That's better, but still allows malicious sites (or anyone who compromises the
database of a site you have an account on) to brute force your master password
offline. Slightly better than reusing passwords since there's no danger of
sites using a weak hash algorithm or storing your password in plaintext, but
still not great.

IMO if you _really_ don't want to carry the key material around (which _does_
necessarily reduce security btw, as you're going from "something you have" \+
"something you know" to just "something you know", which is easier to steal
and inherently susceptible to brute force), then it'd be much simpler to just
derive a private key from `(user password, site id)` and use that with
WebAuthn.

------
franciscop
Finally!
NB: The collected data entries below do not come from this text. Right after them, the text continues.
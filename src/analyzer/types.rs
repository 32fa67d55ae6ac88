//! Gemini generateContent のリクエスト/レスポンス型

use serde::{Deserialize, Serialize};

/// Gemini APIリクエスト
#[derive(Debug, Serialize)]
#[serde(rename_all = "camelCase")]
pub struct GenerateContentRequest {
    pub contents: Vec<Content>,
    pub generation_config: GenerationConfig,
}

#[derive(Debug, Serialize)]
pub struct Content {
    pub role: String,
    pub parts: Vec<Part>,
}

#[derive(Debug, Serialize)]
#[serde(untagged)]
pub enum Part {
    Text {
        text: String,
    },
    InlineData {
        #[serde(rename = "inlineData")]
        inline_data: InlineData,
    },
}

#[derive(Debug, Serialize)]
#[serde(rename_all = "camelCase")]
pub struct InlineData {
    pub mime_type: String,
    pub data: String,
}

#[derive(Debug, Serialize)]
#[serde(rename_all = "camelCase")]
pub struct GenerationConfig {
    pub max_output_tokens: u32,
}

/// Gemini APIレスポンス
///
/// 想定外の形でも失敗しないよう全フィールドを省略可能にしている
#[derive(Debug, Default, Deserialize)]
pub struct GenerateContentResponse {
    #[serde(default)]
    pub candidates: Vec<Candidate>,
}

#[derive(Debug, Deserialize)]
pub struct Candidate {
    #[serde(default)]
    pub content: Option<CandidateContent>,
}

#[derive(Debug, Deserialize)]
pub struct CandidateContent {
    #[serde(default)]
    pub parts: Vec<ResponsePart>,
}

#[derive(Debug, Deserialize)]
pub struct ResponsePart {
    #[serde(default)]
    pub text: Option<String>,
}

impl GenerateContentResponse {
    /// 先頭候補のテキストパートを改行で結合（テキストがなければ None）
    pub fn first_candidate_text(&self) -> Option<String> {
        let parts = &self.candidates.first()?.content.as_ref()?.parts;
        let texts: Vec<&str> = parts.iter().filter_map(|p| p.text.as_deref()).collect();
        if texts.is_empty() {
            return None;
        }
        Some(texts.join("\n"))
    }
}
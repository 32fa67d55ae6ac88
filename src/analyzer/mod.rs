pub mod encoder;
pub mod gemini;
pub mod types;

pub use defect_detective_common::{AnalysisResult, DefectRecord, ParsedAnalysis};
pub use encoder::{encode_image, mime_type_for_path, EncodedImage};
pub use gemini::GeminiClient;

use crate::error::Result;
use crate::store::AnalysisStore;
use chrono::Utc;
use defect_detective_common::parse_model_reply;
use std::sync::Arc;

/// 解析対象のアップロード
#[derive(Debug, Clone)]
pub struct Upload {
    pub filename: String,
    pub content_type: Option<String>,
    pub bytes: Vec<u8>,
}

/// エンコード → Gemini呼び出し → パース → 保存
pub struct AnalysisPipeline {
    client: GeminiClient,
    store: Arc<AnalysisStore>,
}

impl AnalysisPipeline {
    pub fn new(client: GeminiClient, store: Arc<AnalysisStore>) -> Self {
        Self { client, store }
    }

    pub fn store(&self) -> &Arc<AnalysisStore> {
        &self.store
    }

    /// 解析のみ（保存しない）
    pub async fn analyze(&self, upload: Upload) -> Result<AnalysisResult> {
        let image = encode_image(&upload.bytes, upload.content_type.as_deref())?;

        tracing::info!(
            filename = %upload.filename,
            mime_type = %image.mime_type,
            bytes = upload.bytes.len(),
            "analyzing image"
        );

        let reply = self.client.generate(&image).await?;
        let parsed = interpret_reply(&reply);

        Ok(AnalysisResult::from_parsed(
            uuid::Uuid::new_v4().to_string(),
            upload.filename,
            Utc::now(),
            parsed,
            Some(image.data),
        ))
    }

    /// 解析して保存
    pub async fn run(&self, upload: Upload) -> Result<AnalysisResult> {
        let result = self.analyze(upload).await?;
        let result = self
            .with_store(move |store| store.save(&result).map(|_| result))
            .await?;

        tracing::info!(
            id = %result.id,
            total_defects = result.total_defects,
            "analysis stored"
        );

        Ok(result)
    }

    /// 新しい順に最大 `limit` 件
    pub async fn history(&self, limit: usize) -> Result<Vec<AnalysisResult>> {
        self.with_store(move |store| store.list_recent(limit)).await
    }

    pub async fn find(&self, id: String) -> Result<AnalysisResult> {
        self.with_store(move |store| store.get_by_id(&id)).await
    }

    /// SQLite呼び出しはブロッキングスレッドで実行する
    async fn with_store<T, F>(&self, f: F) -> Result<T>
    where
        F: FnOnce(&AnalysisStore) -> Result<T> + Send + 'static,
        T: Send + 'static,
    {
        let store = Arc::clone(&self.store);
        tokio::task::spawn_blocking(move || f(&store)).await?
    }
}

/// モデル応答を解釈する。パースできない場合はセンチネルに置き換える
pub fn interpret_reply(reply: &str) -> ParsedAnalysis {
    match parse_model_reply(reply) {
        Ok(parsed) => parsed,
        Err(e) => {
            tracing::warn!(error = %e, "model reply could not be parsed, using sentinel record");
            ParsedAnalysis::analysis_error()
        }
    }
}
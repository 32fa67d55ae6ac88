use std::net::SocketAddr;
use std::sync::Arc;

use tokio::net::TcpListener;

use super::{build_router, AppState};
use crate::analyzer::{AnalysisPipeline, GeminiClient};
use crate::config::Config;
use crate::error::Result;
use crate::store::AnalysisStore;

/// 設定からパイプラインを組み立てる
pub fn build_state(config: &Config) -> Result<AppState> {
    let store = Arc::new(AnalysisStore::open(&config.database_location())?);
    let client = GeminiClient::new(config)?;
    Ok(AppState::new(AnalysisPipeline::new(client, store)))
}

/// サーバーを起動し、Ctrl+C で終了する
pub async fn serve(config: &Config, bind: SocketAddr) -> Result<()> {
    let state = build_state(config)?;
    let app = build_router(state);

    if config.api_key.is_none() {
        tracing::warn!("GEMINI_API_KEY is not set; /api/analyze will fail until it is configured");
    }

    let listener = TcpListener::bind(bind).await?;
    tracing::info!(addr = %listener.local_addr()?, model = %config.model, "Defect Detective API listening");

    axum::serve(listener, app)
        .with_graceful_shutdown(shutdown_signal())
        .await?;

    tracing::info!("server stopped");
    Ok(())
}

async fn shutdown_signal() {
    if let Err(e) = tokio::signal::ctrl_c().await {
        tracing::error!(error = %e, "failed to listen for shutdown signal");
        std::future::pending::<()>().await;
    }
}
//! HTTPハンドラー
//!
//! - `GET /` 死活確認
//! - `POST /api/analyze` 画像アップロード解析
//! - `GET /api/history` 最近の解析結果
//! - `GET /api/analysis/:id` 解析結果1件

use axum::extract::multipart::{MultipartError, MultipartRejection};
use axum::extract::rejection::QueryRejection;
use axum::extract::{Multipart, Path, Query, State};
use axum::http::StatusCode;
use axum::Json;
use serde::{Deserialize, Serialize};

use super::error::ApiError;
use super::router::MAX_UPLOAD_BYTES;
use super::AppState;
use crate::analyzer::{AnalysisResult, Upload};

/// 履歴の既定件数
pub const DEFAULT_HISTORY_LIMIT: usize = 10;

#[derive(Serialize)]
pub struct RootMessage {
    pub message: &'static str,
}

#[derive(Serialize)]
pub struct AnalysisResponse {
    pub success: bool,
    pub message: String,
    pub analysis: Option<AnalysisResult>,
}

#[derive(Deserialize)]
pub struct HistoryParams {
    pub limit: Option<usize>,
}

pub async fn root() -> Json<RootMessage> {
    Json(RootMessage {
        message: "Defect Detective API is running",
    })
}

pub async fn analyze(
    State(state): State<AppState>,
    multipart: Result<Multipart, MultipartRejection>,
) -> Result<Json<AnalysisResponse>, ApiError> {
    let mut multipart = multipart.map_err(|e| ApiError::BadRequest(e.body_text()))?;
    let mut upload: Option<Upload> = None;

    loop {
        let field = match multipart.next_field().await {
            Ok(Some(field)) => field,
            Ok(None) => break,
            Err(e) => return Err(multipart_error(e)),
        };

        if field.name() != Some("file") {
            continue;
        }

        let filename = field.file_name().unwrap_or("upload").to_string();
        let content_type = field.content_type().map(str::to_string);
        let bytes = field.bytes().await.map_err(multipart_error)?;

        upload = Some(Upload {
            filename,
            content_type,
            bytes: bytes.to_vec(),
        });
    }

    let upload = upload.ok_or_else(|| ApiError::BadRequest("No file provided".to_string()))?;

    let result = state
        .pipeline
        .run(upload)
        .await
        .map_err(|e| ApiError::from_defect(e, "Analysis failed"))?;

    Ok(Json(AnalysisResponse {
        success: true,
        message: format!("Analysis complete. Found {} defects.", result.total_defects),
        analysis: Some(result),
    }))
}

pub async fn history(
    State(state): State<AppState>,
    params: Result<Query<HistoryParams>, QueryRejection>,
) -> Result<Json<Vec<AnalysisResult>>, ApiError> {
    let Query(params) = params.map_err(|e| ApiError::BadRequest(e.body_text()))?;
    let limit = params.limit.unwrap_or(DEFAULT_HISTORY_LIMIT);
    let results = state
        .pipeline
        .history(limit)
        .await
        .map_err(|e| ApiError::from_defect(e, "Failed to fetch history"))?;
    Ok(Json(results))
}

pub async fn analysis(
    State(state): State<AppState>,
    Path(id): Path<String>,
) -> Result<Json<AnalysisResult>, ApiError> {
    let result = state
        .pipeline
        .find(id)
        .await
        .map_err(|e| ApiError::from_defect(e, "Failed to fetch analysis"))?;
    Ok(Json(result))
}

/// 上限超過は 413、それ以外は 400
fn multipart_error(err: MultipartError) -> ApiError {
    if err.status() == StatusCode::PAYLOAD_TOO_LARGE {
        return ApiError::PayloadTooLarge(format!(
            "Upload exceeds the {} MiB limit",
            MAX_UPLOAD_BYTES / (1024 * 1024)
        ));
    }
    ApiError::BadRequest(format!("Invalid multipart body: {}", err.body_text()))
}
I have a design concept that I wanted to propose but never got around
it which would be very similar or even the complement, but without all the
security details that I do not know how to do and that this API is strong on:
[https://jsfiddle.net/franciscop/qj4g3rz8/](https://jsfiddle.net/franciscop/qj4g3rz8/)

The browser could store several data points for each field so you can choose
from a dropdown OR different user profiles so you can switch from "Francisco
the freelancer" to "Francisco the open source guy" in the drop of a beat. Or
per window to do both at the same time if that's your thing.

But anyway, this new Web Authentication API is really, really awesome to
remove passwords forever. Now we need the last one, which would be closer to
my design concept to even remove the manually adding all those fields: Web
Identity API.

------
Ajedi32
This is going to be _huge_ for the security of the average web user once it
starts getting widespread adoption.

Credential phishing, password reuse, credential stuffing, and weak passwords
are all about to be a thing of the past, at least insofar as the web is
concerned.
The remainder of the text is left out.